→ Problem details: In the material below, find each line with the word "instruments" and list it.

+++

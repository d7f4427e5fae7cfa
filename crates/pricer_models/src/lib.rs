//! # Pricer Models
//!
//! European option instruments and the closed-form generalised
//! Black-Scholes-Merton model.
//!
//! This crate provides:
//! - Instrument data ([`instruments::OptionType`], [`instruments::OptionContract`])
//! - The analytical model ([`analytical::EuropeanOption`]): price, put-call
//!   parity, fifteen analytical Greeks and finite-difference delta/gamma
//!
//! ## Design Principles
//!
//! - **Value types**: options are `Copy`; bumped copies feed finite differences
//! - **No hidden validation**: numeric methods propagate NaN/Inf, validation is
//!   opt-in through [`instruments::OptionContract::validate`]
//! - **Exhaustive dispatch**: every call/put branch is a `match` on
//!   [`instruments::OptionType`]

#![deny(missing_docs)]
#![deny(rustdoc::broken_intra_doc_links)]
#![deny(rustdoc::private_intra_doc_links)]

pub mod analytical;
pub mod instruments;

+++

→ Response to this task:
//! European option instruments and the closed-form generalised
//! - Instrument data ([`instruments::OptionType`], [`instruments::OptionContract`])
//!   opt-in through [`instruments::OptionContract::validate`]
//!   [`instruments::OptionType`]
pub mod instruments;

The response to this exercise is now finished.